The transcript of Secretary Kerry’s remarks at the State Dept Iftar (to which I was invited but was sadly unable to attend) are now posted online and I found this section to be particularly moving:
I want you to know that the tradition of sharing respect for this particularly holy month actually reaches back to the earliest days of our Republic. This is the Benjamin Franklin Room, and it’s a fitting venue for this occasion because Ben Franklin was really our first formal diplomat. And he was also among the earliest proponents of religious freedom in our country. He wrote in his autobiography, “Even if the Mufti of Constantinople were to send a missionary to preach Mohammedanism to us, he would find a pulpit at his service.”
To find a pulpit at one’s service, to profess one’s faith openly and freely, that is really a core American value. And I’m proud to say, as all of us are who are American here, that it is enshrined in our Constitution, and hard fought for. And it has been at the center of our story, our national story, since the 1600s, when a fellow by the name of John Winthrop, who happened to have been my great grandfather eight times removed, led a ship full of religious dissidents across the Atlantic to America in order to seek the freedom of worship.
Throughout its history, America didn’t always get it right.
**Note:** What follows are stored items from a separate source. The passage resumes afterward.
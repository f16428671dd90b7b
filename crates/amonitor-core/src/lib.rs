//! AMonitor core: transport-agnostic envelope model, codec, and error types.
//!
//! This crate defines the wire-level contracts shared by the target-side SDK
//! and any tooling that speaks to it. It intentionally carries no transport or
//! runtime dependencies so it can be reused in multiple contexts.
//!
//! # Defensive guarantees
//! Panics, `unwrap`, and `expect` are compile-denied here
//! (`#![deny(clippy::panic, clippy::unwrap_used, clippy::expect_used)]`).
//! All fallible paths must surface as `AmonitorError`/`Result` so a target
//! process does not crash on malformed input from a controller.

#![deny(clippy::unwrap_used)]
#![deny(clippy::expect_used)]
#![deny(clippy::panic)]

pub mod error;
pub mod protocol;

/// Shared result type.
pub use error::{AmonitorError, ClientCode, Result};
pub use protocol::envelope::{Envelope, MsgType};

/// WebSocket close code sent when the bearer credential is missing or wrong.
pub const UNAUTHORIZED_CLOSE_CODE: u16 = 4401;

/// WebSocket close code sent when the target process is shutting down.
pub const GOING_AWAY_CLOSE_CODE: u16 = 1001;
//! Protocol modules (JSON envelope lane).
//!
//! - `envelope`: the wire envelope, its type tag, and the encode/decode codec.
//! - `payload`: typed views over the per-type payload mapping.
//!
//! Decoding is panic-free: malformed input is reported as
//! `AmonitorError::Decode` so the caller can answer with an `error` envelope
//! and keep the connection open.

pub mod envelope;
pub mod payload;

pub use envelope::{decode, encode};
In my home state of Massachusetts, John Winthrop and Puritans overreached, and people ran away from Salem and from other places to found New Haven, Connecticut, and found Providence, Rhode Island, named Providence after wandering a year through the woods in the winter in order to escape from persecution. So we didn’t always get it right.
But throughout our history, we have struggled with the divisiveness of religious differences. I can proudly say today that no place has ever welcomed so many different communities, so many people, to worship so freely. The diversity and the patriotism of America’s religious communities today are sources of strength for all of us. And our freedom to worship is a powerful reminder of the traditions that we share. E pluribus unum: from many, one. And from many faiths, we do stand together in one shared country. Now ultimately, our sense of kinship is grounded in our shared sense of humanity, a moral truth that emerges based on the dignity of all human beings.
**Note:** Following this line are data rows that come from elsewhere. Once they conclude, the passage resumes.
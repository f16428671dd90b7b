use async_trait::async_trait;
use serde_json::{Map, Value};

use amonitor_core::error::Result;
use amonitor_core::protocol::payload::ActionOutcome;

use crate::dispatch::ActionHandler;

/// Demo handler served by the bundled binary.
///
/// - `restart`: always accepted
/// - `print_message`: logs `params.message` (or `params.value`) and echoes it
/// - anything else: `ok: false`
#[derive(Debug, Default)]
pub struct DemoActionHandler;

impl DemoActionHandler {
    pub fn new() -> Self {
        Self
    }
}

#[async_trait]
impl ActionHandler for DemoActionHandler {
    async fn handle(&self, action: &str, params: Map<String, Value>) -> Result<ActionOutcome> {
        match action {
            "restart" => Ok(ActionOutcome::success(format!(
                "restart accepted with params={}",
                Value::Object(params)
            ))),
            "print_message" => {
                let message = message_param(&params);
                tracing::info!(action, message = %message, "print_message");
                Ok(ActionOutcome::success(format!(
                    "received action={action} message={message}"
                )))
            }
            other => Ok(ActionOutcome::failure(format!("unsupported action: {other}"))),
        }
    }
}

// `message` wins over `value`; non-string values are rendered as JSON.
fn message_param(params: &Map<String, Value>) -> String {
    match params.get("message").or_else(|| params.get("value")) {
        Some(Value::String(s)) => s.clone(),
        Some(Value::Null) | None => String::new(),
        Some(other) => other.to_string(),
    }
}
//! Top-level facade crate for AMonitor.
//!
//! Re-exports the wire contracts and the target-side SDK so embedders can depend on a single crate.

pub mod core {
    pub use amonitor_core::*;
}

pub mod sdk {
    pub use amonitor_sdk::*;
}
No one claims that America is perfect in terms of religious freedom, but that ideal of religious freedom is one that over two centuries this nation has consistently approached and strived for. Striving for that ideal is what matters – not unlike jihad.
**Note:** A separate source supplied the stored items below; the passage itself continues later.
//! Event fan-out to every registered connection.

use std::sync::Arc;
use std::time::Duration;

use axum::extract::ws::Message;
use futures_util::stream::FuturesUnordered;
use futures_util::StreamExt;
use serde_json::Value;
use tokio::time::timeout;

use amonitor_core::protocol::encode;
use amonitor_core::Envelope;

use crate::realtime::registry::ConnectionRegistry;

/// Outcome of one broadcast call.
#[derive(Debug, Clone, Copy, Default, PartialEq, Eq)]
pub struct BroadcastReport {
    /// Connections in the registry snapshot.
    pub attempted: usize,
    /// Copies accepted by a connection's outbound queue.
    pub delivered: usize,
}

/// Pushes `event` envelopes to all active connections.
///
/// Encodes once and sends N copies concurrently, each bounded by a timeout.
/// A failing recipient is logged and skipped; removing it is left to its
/// own supervisor.
#[derive(Clone)]
pub struct EventBroadcaster {
    registry: Arc<ConnectionRegistry>,
    target_id: Arc<str>,
    send_timeout: Duration,
}

impl EventBroadcaster {
    pub fn new(
        registry: Arc<ConnectionRegistry>,
        target_id: Arc<str>,
        send_timeout: Duration,
    ) -> Self {
        Self {
            registry,
            target_id,
            send_timeout,
        }
    }

    pub async fn broadcast(&self, event_name: &str, data: Value) -> BroadcastReport {
        let env = Envelope::event(&self.target_id, event_name, data);
        let text = match encode(&env) {
            Ok(t) => t,
            Err(e) => {
                tracing::warn!(event_name, error = %e, "event encode failed");
                return BroadcastReport::default();
            }
        };

        let recipients = self.registry.snapshot();
        let attempted = recipients.len();
        let dur = self.send_timeout;

        let mut futs = FuturesUnordered::new();
        for conn in recipients {
            let msg = Message::Text(text.clone());
            futs.push(async move {
                let ok = matches!(timeout(dur, conn.tx.send(msg)).await, Ok(Ok(())));
                (conn.id, ok)
            });
        }

        let mut delivered = 0;
        while let Some((conn_id, ok)) = futs.next().await {
            if ok {
                delivered += 1;
            } else {
                tracing::warn!(conn_id, event_name, "event not delivered to connection");
            }
        }

        tracing::debug!(event_name, attempted, delivered, "event broadcast");
        BroadcastReport {
            attempted,
            delivered,
        }
    }
}

#[cfg(test)]
mod tests {
    use super::*;
    use crate::realtime::registry::Connection;
    use serde_json::json;
    use tokio::sync::mpsc;

    #[tokio::test]
    async fn reaches_every_connection_and_isolates_failures() {
        let reg = Arc::new(ConnectionRegistry::new());
        let mut alive = Vec::new();
        for _ in 0..3 {
            let (tx, rx) = mpsc::channel(4);
            reg.insert(Connection { id: reg.next_id(), tx });
            alive.push(rx);
        }
        let (dead_tx, dead_rx) = mpsc::channel(4);
        reg.insert(Connection { id: reg.next_id(), tx: dead_tx });
        drop(dead_rx);

        let b = EventBroadcaster::new(
            Arc::clone(&reg),
            Arc::from("svc-a"),
            Duration::from_millis(100),
        );
        let report = b.broadcast("deploy_done", json!({"v": "1.2"})).await;

        assert_eq!(report, BroadcastReport { attempted: 4, delivered: 3 });
        assert_eq!(reg.len(), 4, "broadcaster must not prune failing connections");

        for rx in alive.iter_mut() {
            let Some(Message::Text(s)) = rx.recv().await else { panic!("missing event") };
            let v: Value = serde_json::from_str(&s).unwrap();
            assert_eq!(v["type"], "event");
            assert_eq!(v["payload"]["event_name"], "deploy_done");
            assert_eq!(v["payload"]["data"], json!({"v": "1.2"}));
            assert_eq!(v["payload"]["target_id"], "svc-a");
        }
    }

    #[tokio::test]
    async fn full_queue_times_out_without_blocking_others() {
        let reg = Arc::new(ConnectionRegistry::new());
        let (full_tx, _full_rx) = mpsc::channel(1);
        full_tx.try_send(Message::Text("filler".into())).unwrap();
        reg.insert(Connection { id: reg.next_id(), tx: full_tx });
        let (tx, mut rx) = mpsc::channel(4);
        reg.insert(Connection { id: reg.next_id(), tx });

        let b = EventBroadcaster::new(
            Arc::clone(&reg),
            Arc::from("svc-a"),
            Duration::from_millis(30),
        );
        let report = b.broadcast("tick", json!({})).await;

        assert_eq!(report.attempted, 2);
        assert_eq!(report.delivered, 1);
        assert!(rx.try_recv().is_ok());
    }

    #[tokio::test]
    async fn empty_registry_is_a_no_op() {
        let b = EventBroadcaster::new(
            Arc::new(ConnectionRegistry::new()),
            Arc::from("svc-a"),
            Duration::from_millis(30),
        );
        assert_eq!(b.broadcast("tick", json!({})).await, BroadcastReport::default());
    }
}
Despite outbreaks of Islamophobia exacerbated by 9-11 over the past decade, Muslims in America are largely free to practice our faith to a degree unmatched by any other country in the world. In fact it is in so-called Islamic countries that Muslims are the most persecuted – Rohingya, Ahmadiyya, Baha’i, Ismailis, Shi’a, and Sunnis. Europe and the Far East are no better: France bans the hijab and China prevents its Uighurs from fasting. But not in America. Not here.
Preserving that freedom is what should matter most to the Muslim American community. Nowhere else in the Ummah is there any equivalent concern for civil rights and freedom of faith. Therefore we as a community need to prioritize in our concerns the preservation of that precious and rare freedom. Civil rights, combating Islamophobia, freedom to build mosques, the right to privacy – these are the issues that should be our primary concern, because they affect our families and our communities.